As with many issues with me, this is a data issue. There are lots of doctors in the world, and there are lots of different ways of understanding why we're here and what we're supposed to do with ourselves. And for every person who doesn't agree with me or has grave misgivings about helping me, there is surely someone else who does agree with me, and who has no hesitations about providing me with certain types of care. The trick is finding them. Maybe there's a great database in existence, containing details on doctors' and other health care providers' religious beliefs, a list of what they will and will not do in the line of helping their patients. Maybe there's a vast info warehouse that holds details on the ideologies of everyone who's in the care-providing chain -- from doctors to janitors -- so folks on the margins of mainstream or with alternative religious beliefs, as well as smack-dab in the middle of the range of popular acceptability, can decide whether or not to seek care from a certain physician or a certain hospital. But I'm not sure there is.

I wish there were, though. I wish there were some data repository where I could locate docs who are "friendly" to me -- as well as the ones who are not sympathetic with me for religious reasons. I wish there were some place I go to could find out if the hospital I might be admitted at has nurses or janitors or lab techs who have the job of helping someone like me, might have some reason not to. I wish there were a database I could simply query to find a doctor who has no moral qualms about keeping me alive AND who is open to me being an ePatient -- using email and social networking and trusted online resources to better manage my own care.

I'm not trying to be discriminatory in a negative sense, but in a positive sense. Freedom requires responsibility, and what better way to foster responsibility, than by giving both caregivers and patients access to each others' ideological profiles? I am genuinely interested in ensuring that people of all faiths and outlooks have access to quality care that is consistent with their world view and values. I'm also genuinely interested in ensuring that doctors who walk a path of faith and who take that faith very seriously are able to practice medicine in a way that is consistent with their spiritual values. There are an awful lot of doctors in the world, with a variety of ideals and values. And there are many, many different patients with a wide range of beliefs. We just need to find each other more easily.

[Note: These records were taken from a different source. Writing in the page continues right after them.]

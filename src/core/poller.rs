//! 轮询循环：按固定间隔查询任务状态，直到终态、超时、查询失败或被取消
//!
//! - 每个间隔只发起一次查询；第 N 次查询在第 N-1 次完成并评估之后才会发出
//! - 每次拿到快照先调用 on_progress，再判断是否终止（终态那一拍也会回调）
//! - 超时按尝试次数计算，慢查询只会推迟、不会消耗尝试次数
//! - 取消通过 CancellationToken 协作完成：取消后不再发起查询、不再回调

use std::sync::Arc;
use std::time::Duration;

use async_trait::async_trait;
use serde_json::Value;
use tokio::task::JoinHandle;
use tokio_util::sync::CancellationToken;

use crate::config::PollingSection;
use crate::core::{ApiError, StatusSnapshot, TaskError, TaskState, TASK_FAILED_FALLBACK};

/// 状态查询能力：给定 task_id 返回当前状态快照
#[async_trait]
pub trait StatusFetcher: Send + Sync {
    async fn fetch_status(&self, task_id: &str) -> Result<StatusSnapshot, ApiError>;
}

/// 进度回调：每次查询后以快照调用
pub type ProgressCallback = Arc<dyn Fn(&StatusSnapshot) + Send + Sync>;

/// 轮询参数（尝试次数上限与间隔）
#[derive(Clone, Copy, Debug, PartialEq, Eq)]
pub struct PollConfig {
    pub max_attempts: u32,
    pub interval: Duration,
}

impl Default for PollConfig {
    fn default() -> Self {
        Self {
            max_attempts: 60,
            interval: Duration::from_millis(2000),
        }
    }
}

impl PollConfig {
    pub fn new(max_attempts: u32, interval_ms: u64) -> Result<Self, TaskError> {
        let config = Self {
            max_attempts,
            interval: Duration::from_millis(interval_ms),
        };
        config.validate()?;
        Ok(config)
    }

    /// max_attempts ≥ 1 且 interval > 0
    pub fn validate(&self) -> Result<(), TaskError> {
        if self.max_attempts == 0 {
            return Err(TaskError::InvalidInput("max_attempts must be at least 1".to_string()));
        }
        if self.interval.is_zero() {
            return Err(TaskError::InvalidInput("interval must be positive".to_string()));
        }
        Ok(())
    }
}

impl TryFrom<&PollingSection> for PollConfig {
    type Error = TaskError;

    fn try_from(section: &PollingSection) -> Result<Self, Self::Error> {
        PollConfig::new(section.max_attempts, section.interval_ms)
    }
}

/// 轮询直到任务结束
///
/// 成功返回 result（缺失时为 `Value::Null`）；失败返回 TaskFailed / PollTimeout / Fetch；
/// token 被取消时返回 Cancelled，调用方应丢弃该结果。
pub async fn poll_until_done(
    task_id: &str,
    fetcher: &dyn StatusFetcher,
    on_progress: Option<&ProgressCallback>,
    config: &PollConfig,
    cancel: &CancellationToken,
) -> Result<Value, TaskError> {
    if task_id.trim().is_empty() {
        return Err(TaskError::InvalidInput("task id must not be empty".to_string()));
    }
    config.validate()?;

    let mut attempts: u32 = 0;
    loop {
        tokio::select! {
            biased;
            _ = cancel.cancelled() => return Err(TaskError::Cancelled),
            _ = tokio::time::sleep(config.interval) => {}
        }

        attempts += 1;
        let fetched = tokio::select! {
            biased;
            _ = cancel.cancelled() => return Err(TaskError::Cancelled),
            r = fetcher.fetch_status(task_id) => r,
        };

        let snapshot = match fetched {
            Ok(s) => s,
            Err(e) => {
                tracing::warn!(%task_id, attempt = attempts, error = %e, "Status fetch failed, aborting poll");
                return Err(TaskError::Fetch(e));
            }
        };

        if let Some(cb) = on_progress {
            cb(&snapshot);
        }

        match snapshot.state {
            TaskState::Success => {
                tracing::info!(%task_id, attempts, "Task succeeded");
                return Ok(snapshot.result.unwrap_or(Value::Null));
            }
            TaskState::Failure => {
                let message = snapshot
                    .error
                    .unwrap_or_else(|| TASK_FAILED_FALLBACK.to_string());
                tracing::info!(%task_id, attempts, error = %message, "Task failed");
                return Err(TaskError::TaskFailed(message));
            }
            _ if attempts >= config.max_attempts => {
                tracing::warn!(%task_id, attempts, "Poll attempt budget exhausted");
                return Err(TaskError::PollTimeout { attempts });
            }
            state => {
                tracing::debug!(%task_id, attempt = attempts, ?state, "Task not finished yet");
            }
        }
    }
}

/// 在后台任务中运行轮询，返回可取消的句柄
pub fn spawn_poll(
    task_id: String,
    fetcher: Arc<dyn StatusFetcher>,
    on_progress: Option<ProgressCallback>,
    config: PollConfig,
    cancel: CancellationToken,
) -> PollHandle {
    let token = cancel.clone();
    let id = task_id.clone();
    let join = tokio::spawn(async move {
        poll_until_done(&id, fetcher.as_ref(), on_progress.as_ref(), &config, &token).await
    });
    PollHandle::from_parts(task_id, cancel, join)
}

/// 后台轮询句柄
///
/// 丢弃句柄即放弃轮询（会触发取消）；需要轮询继续跑完请调用 [`PollHandle::detach`]。
#[derive(Debug)]
pub struct PollHandle {
    task_id: String,
    cancel: CancellationToken,
    join: Option<JoinHandle<Result<Value, TaskError>>>,
}

impl PollHandle {
    pub(crate) fn from_parts(
        task_id: String,
        cancel: CancellationToken,
        join: JoinHandle<Result<Value, TaskError>>,
    ) -> Self {
        Self {
            task_id,
            cancel,
            join: Some(join),
        }
    }

    pub fn task_id(&self) -> &str {
        &self.task_id
    }

    /// 停止调度后续查询；轮询若尚未结束，outcome 返回 None
    pub fn cancel(&self) {
        self.cancel.cancel();
    }

    pub fn is_cancelled(&self) -> bool {
        self.cancel.is_cancelled()
    }

    pub fn is_finished(&self) -> bool {
        self.join.as_ref().map(|j| j.is_finished()).unwrap_or(true)
    }

    /// 等待轮询结束；被取消中断的轮询返回 None，取消前已得出的结果照常返回
    pub async fn outcome(mut self) -> Option<Result<Value, TaskError>> {
        let join = self.join.take()?;
        match join.await {
            Ok(Err(TaskError::Cancelled)) => None,
            Ok(result) => Some(result),
            Err(e) => {
                tracing::warn!(task_id = %self.task_id, error = %e, "Poll task aborted");
                None
            }
        }
    }

    /// 让轮询在后台继续运行，不再关心其结果
    pub fn detach(mut self) {
        self.join.take();
    }
}

impl Drop for PollHandle {
    fn drop(&mut self) {
        if self.join.is_some() {
            self.cancel.cancel();
        }
    }
}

From where I'm sitting, the problem is not whether doctors and patients are properly regulated/protected or not... it's a matter of whether the right doctors are paired up with the right doctors. And vice versa.

Imagine if there were such a data store that was easily accessed, accurate, up-to-date, and easy to use -- then, at the 11th hour, when so much is on the line, well-paired doctors and patients alike would be able to provide and receive care that is consistent with both their needs and their consciences. They wouldn't have to have all sorts of extraneous (and possibly unnecessary) ideological dramas and crises over life-and-death issues (which are of course never easy to begin with). They could both know that they were dealing with another person who was on the same page as them, who both acknowledged, respected and understood their points of view. And being on the same page could clear away yet more of the anxiety that comes along with healthcare and relying on someone outside yourself for your continued well-being (or possibly death with dignity).

If a doctor or nurse or technician is not going to treat me because they firmly believe that the way I live my life is not in keeping with God's will for humanity, and they also believe that life in the hereafter is far more important than life on this earth, I have no argument with that. I understand many people feel that way, and I don't want to deny them their right to live consistent with their faith.

But at the very least, I want to know about it ahead of time, so I have a fighting chance to stay alive with the help of someone who won't deny me care, based on my "lifestyle choices."